Classification of Open Subsets of $\mathbb{R}^2$

Question

Is there some nice-ish characterization of open subsets of $\mathbb{R}^2$? For example, open subsets of $\mathbb{R}$ can be represented as the countable union of disjoint open intervals, so they can be mapped to sequences $(a_1,b_1,a_2,b_2,...)$ in $\mathbb{R}\cup\{\pm\infty\}$. It seems like it would be far more complicated for the 2 dimensional case, but is there some other way to describe each open set in $\mathbb{R}^2$ using a sequence of numbers as in the 1 dimensional case?

Answer 1

Every open set in $\Bbb R^2$ can be written as a union of open balls with rational centers and rational radii $U =\bigcup_{n=0}^\infty B_{r_n}(x_n,y_n)$, so you can map it to $(x_0,y_0,r_0,x_1,y_1,r_1,x_2,y_2,r_2,\ldots)$.

Answer 2

As jjagmath said, since $\mathbb{R}^2$ is separable (by $\mathbb{Q}^2)$, you can express $U$ as a countable union of balls of center and radius that are rational. The only issue is that you will lose the unicity of this union.

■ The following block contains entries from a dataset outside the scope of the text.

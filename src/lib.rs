// src/lib.rs
// Public library surface for integration tests (and the binary).

pub mod api;
pub mod cache;
pub mod config;
pub mod limits;
pub mod metrics;
pub mod providers;
pub mod thumbs;
pub mod types;
pub mod urlnorm;

// ---- Re-exports for stable public API ----
pub use crate::api::{create_router, AppState};
pub use crate::cache::FeedCache;
pub use crate::providers::{Aggregator, FeedProvider};
pub use crate::types::{FeedItem, FeedType, ProviderContext, ProviderResult, SortMode};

In $\mathbb{R}$, if you have an open set $U$, you can find $J \subset \mathbb{Q}$ such that $$U = \bigsqcup_{q \in J} ]a_q,b_q[$$ With $p<q \implies b_p < a_q$.

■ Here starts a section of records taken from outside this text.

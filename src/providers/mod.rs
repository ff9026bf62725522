// src/providers/mod.rs
//! Provider trait and the aggregator that fans requests out to the
//! adapters, merges their results, and fronts the whole thing with the
//! feed-level cache.

pub mod rss;
pub mod shopping;
pub mod youtube;

use std::collections::BTreeMap;
use std::sync::Arc;

use async_trait::async_trait;
use futures::future::join_all;
use metrics::counter;

use crate::cache::FeedCache;
use crate::config::Env;
use crate::limits::feed_limit;
use crate::types::{
    sort_items, FeedItem, FeedType, ProviderContext, ProviderResult, SortMode,
};

pub use rss::RssProvider;
pub use shopping::ShoppingProvider;
pub use youtube::YoutubeProvider;

const FEED_CACHE_TTL_SECS: u64 = 60 * 60 * 24;

/// One upstream content source. Adapters never fail the whole request:
/// faults are reported through `ProviderResult::errors`.
#[async_trait]
pub trait FeedProvider: Send + Sync {
    fn name(&self) -> &'static str;
    fn kind(&self) -> FeedType;
    async fn fetch(&self, ctx: &ProviderContext) -> ProviderResult;
}

/// Round-robin interleave for the combined feed: each category is sorted
/// on its own, then rounds of video, article, product fill the head of the
/// list (empty categories are skipped, not padded). Whatever is left over
/// competes in a single re-sorted pool for the remaining slots.
pub fn interleave_balanced(items: Vec<FeedItem>, sort: SortMode, limit: usize) -> Vec<FeedItem> {
    let mut videos = Vec::new();
    let mut articles = Vec::new();
    let mut products = Vec::new();
    for item in items {
        match item.kind() {
            FeedType::Video => videos.push(item),
            FeedType::Article => articles.push(item),
            _ => products.push(item),
        }
    }
    sort_items(&mut videos, sort);
    sort_items(&mut articles, sort);
    sort_items(&mut products, sort);

    let per = (limit / 3).max(1);
    let rest_v = videos.split_off(per.min(videos.len()));
    let rest_a = articles.split_off(per.min(articles.len()));
    let rest_p = products.split_off(per.min(products.len()));

    let mut out = Vec::with_capacity(limit);
    let mut vs = videos.into_iter();
    let mut arts = articles.into_iter();
    let mut ps = products.into_iter();
    for _ in 0..per {
        for next in [vs.next(), arts.next(), ps.next()].into_iter().flatten() {
            out.push(next);
        }
    }

    let mut pool: Vec<FeedItem> = rest_v
        .into_iter()
        .chain(rest_a)
        .chain(rest_p)
        .collect();
    sort_items(&mut pool, sort);
    for item in pool {
        if out.len() >= limit {
            break;
        }
        out.push(item);
    }
    out.truncate(limit);
    out
}

/// Combine adapter results into one response: items merged per the feed
/// type, error maps unioned, and the first non-null cursor forwarded.
pub fn merge_results(ctx: &ProviderContext, results: Vec<ProviderResult>) -> ProviderResult {
    let mut items: Vec<FeedItem> = Vec::new();
    let mut errors: BTreeMap<String, String> = BTreeMap::new();
    let mut next_cursor: Option<String> = None;

    for result in results {
        if next_cursor.is_none() {
            next_cursor = result.next_cursor;
        }
        if let Some(map) = result.errors {
            errors.extend(map);
        }
        items.extend(result.items);
    }

    let mut merged = if ctx.feed_type == FeedType::All {
        interleave_balanced(items, ctx.sort, ctx.limit)
    } else {
        sort_items(&mut items, ctx.sort);
        items
    };
    merged.truncate(feed_limit(ctx.feed_type).min(ctx.limit));

    ProviderResult {
        items: merged,
        next_cursor,
        errors: (!errors.is_empty()).then_some(errors),
    }
}

pub struct Aggregator {
    cache: Arc<FeedCache>,
    providers: Vec<Arc<dyn FeedProvider>>,
}

impl Aggregator {
    pub fn new(cache: Arc<FeedCache>, providers: Vec<Arc<dyn FeedProvider>>) -> Self {
        Self { cache, providers }
    }

    /// The production wiring: one adapter per content category.
    pub fn with_default_providers(cache: Arc<FeedCache>, env: &Env) -> Self {
        let providers: Vec<Arc<dyn FeedProvider>> = vec![
            Arc::new(YoutubeProvider::new(Arc::clone(&cache), env)),
            Arc::new(RssProvider::new(Arc::clone(&cache))),
            Arc::new(ShoppingProvider::new(Arc::clone(&cache), env)),
        ];
        Self::new(cache, providers)
    }

    /// Serve a feed request: feed-level cache first, then a concurrent
    /// fan-out to every adapter matching the requested type.
    pub async fn fetch_feed(&self, ctx: &ProviderContext) -> ProviderResult {
        counter!(
            "feed_requests_total",
            "type" => ctx.feed_type.as_str(),
            "sort" => ctx.sort.as_str()
        )
        .increment(1);

        let key = format!(
            "feed:{}:{}:{}:{}",
            ctx.feed_type.as_str(),
            ctx.sort.as_str(),
            ctx.limit,
            ctx.cursor_key()
        );
        if let Some(hit) = self.cache.get::<ProviderResult>(&key).await {
            return hit;
        }

        let selected: Vec<&Arc<dyn FeedProvider>> = self
            .providers
            .iter()
            .filter(|p| ctx.feed_type == FeedType::All || p.kind() == ctx.feed_type)
            .collect();
        let results = join_all(selected.iter().map(|p| p.fetch(ctx))).await;
        let merged = merge_results(ctx, results);

        // partial failures stay uncached so the next request retries them
        if merged.errors.is_none() {
            self.cache.set(&key, &merged, FEED_CACHE_TTL_SECS).await;
        }
        merged
    }
}

#[cfg(test)]
mod tests {
    use super::*;
    use crate::types::test_item;

    struct StubProvider {
        name: &'static str,
        kind: FeedType,
        result: ProviderResult,
    }

    #[async_trait]
    impl FeedProvider for StubProvider {
        fn name(&self) -> &'static str {
            self.name
        }

        fn kind(&self) -> FeedType {
            self.kind
        }

        async fn fetch(&self, _ctx: &ProviderContext) -> ProviderResult {
            self.result.clone()
        }
    }

    fn ctx(feed_type: FeedType, limit: usize) -> ProviderContext {
        ProviderContext {
            feed_type,
            sort: SortMode::Popular,
            limit,
            cursor: None,
        }
    }

    fn batch(kind: FeedType, count: usize, base_popularity: u64) -> Vec<FeedItem> {
        (0..count)
            .map(|i| {
                test_item(
                    kind,
                    &format!("{}-{i}", kind.as_str()),
                    Some(base_popularity + i as u64),
                )
            })
            .collect()
    }

    #[test]
    fn interleave_gives_each_category_a_fair_share() {
        let mut items = batch(FeedType::Video, 5, 100);
        items.extend(batch(FeedType::Article, 5, 200));
        items.extend(batch(FeedType::Product, 5, 300));

        let out = interleave_balanced(items, SortMode::Popular, 9);
        assert_eq!(out.len(), 9);
        let videos = out.iter().filter(|i| i.kind() == FeedType::Video).count();
        let articles = out.iter().filter(|i| i.kind() == FeedType::Article).count();
        let products = out.iter().filter(|i| i.kind() == FeedType::Product).count();
        assert_eq!((videos, articles, products), (3, 3, 3));
        // rounds run video, article, product
        assert_eq!(out[0].kind(), FeedType::Video);
        assert_eq!(out[1].kind(), FeedType::Article);
        assert_eq!(out[2].kind(), FeedType::Product);
    }

    #[test]
    fn interleave_skips_empty_categories_and_backfills_from_pool() {
        let mut items = batch(FeedType::Video, 6, 100);
        items.extend(batch(FeedType::Article, 1, 200));

        let out = interleave_balanced(items, SortMode::Popular, 6);
        assert_eq!(out.len(), 6);
        let videos = out.iter().filter(|i| i.kind() == FeedType::Video).count();
        assert_eq!(videos, 5);
    }

    #[test]
    fn merge_unions_errors_and_forwards_first_cursor() {
        let a = ProviderResult {
            items: batch(FeedType::Video, 2, 10),
            next_cursor: Some("CURSOR-A".into()),
            errors: None,
        };
        let b = ProviderResult::with_error("shopping", "Shopping search error: HTTP 429");
        let c = ProviderResult {
            items: batch(FeedType::Article, 2, 10),
            next_cursor: Some("CURSOR-C".into()),
            errors: Some(
                [("rss".to_string(), "feed HTTP 500".to_string())]
                    .into_iter()
                    .collect(),
            ),
        };

        let merged = merge_results(&ctx(FeedType::All, 10), vec![a, b, c]);
        assert_eq!(merged.next_cursor.as_deref(), Some("CURSOR-A"));
        let errors = merged.errors.unwrap();
        assert_eq!(errors.len(), 2);
        assert!(errors.contains_key("shopping"));
        assert!(errors.contains_key("rss"));
        assert_eq!(merged.items.len(), 4);
    }

    #[test]
    fn single_type_merge_sorts_and_caps() {
        let result = ProviderResult {
            items: batch(FeedType::Video, 8, 0),
            next_cursor: None,
            errors: None,
        };
        let merged = merge_results(&ctx(FeedType::Video, 5), vec![result]);
        assert_eq!(merged.items.len(), 5);
        // descending popularity
        assert_eq!(merged.items[0].core().id, "video-7");
    }

    #[tokio::test]
    async fn aggregator_filters_providers_by_requested_type() {
        let cache = Arc::new(FeedCache::memory_only());
        let video: Arc<dyn FeedProvider> = Arc::new(StubProvider {
            name: "youtube",
            kind: FeedType::Video,
            result: ProviderResult {
                items: batch(FeedType::Video, 2, 10),
                next_cursor: None,
                errors: None,
            },
        });
        let product: Arc<dyn FeedProvider> = Arc::new(StubProvider {
            name: "shopping",
            kind: FeedType::Product,
            result: ProviderResult {
                items: batch(FeedType::Product, 2, 10),
                next_cursor: None,
                errors: None,
            },
        });
        let aggregator = Aggregator::new(cache, vec![video, product]);

        let only_videos = aggregator.fetch_feed(&ctx(FeedType::Video, 10)).await;
        assert_eq!(only_videos.items.len(), 2);
        assert!(only_videos.items.iter().all(|i| i.kind() == FeedType::Video));

        let combined = aggregator.fetch_feed(&ctx(FeedType::All, 10)).await;
        assert_eq!(combined.items.len(), 4);
    }

    #[tokio::test]
    async fn aggregator_serves_second_request_from_cache() {
        let cache = Arc::new(FeedCache::memory_only());
        let provider: Arc<dyn FeedProvider> = Arc::new(StubProvider {
            name: "youtube",
            kind: FeedType::Video,
            result: ProviderResult {
                items: batch(FeedType::Video, 1, 10),
                next_cursor: None,
                errors: None,
            },
        });
        let aggregator = Aggregator::new(Arc::clone(&cache), vec![provider]);
        let request = ctx(FeedType::Video, 10);

        let first = aggregator.fetch_feed(&request).await;
        let cached: Option<ProviderResult> = cache.get("feed:video:popular:10:").await;
        assert_eq!(cached, Some(first));
    }
}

This decomposition is unique up to increasing bijection, and the sets $ \{a_q, q \in J\}$ and $ \{b_q, q \in J\}$ are both unique and describe $U$.

You unfortunately can't get this with higher dimensional spaces since the topology doesn't match any complete order. You could get an equivalent by looking to the connected parts of $U$ (which are also path-connected) but this will never be as strong as the property in dimension $1$.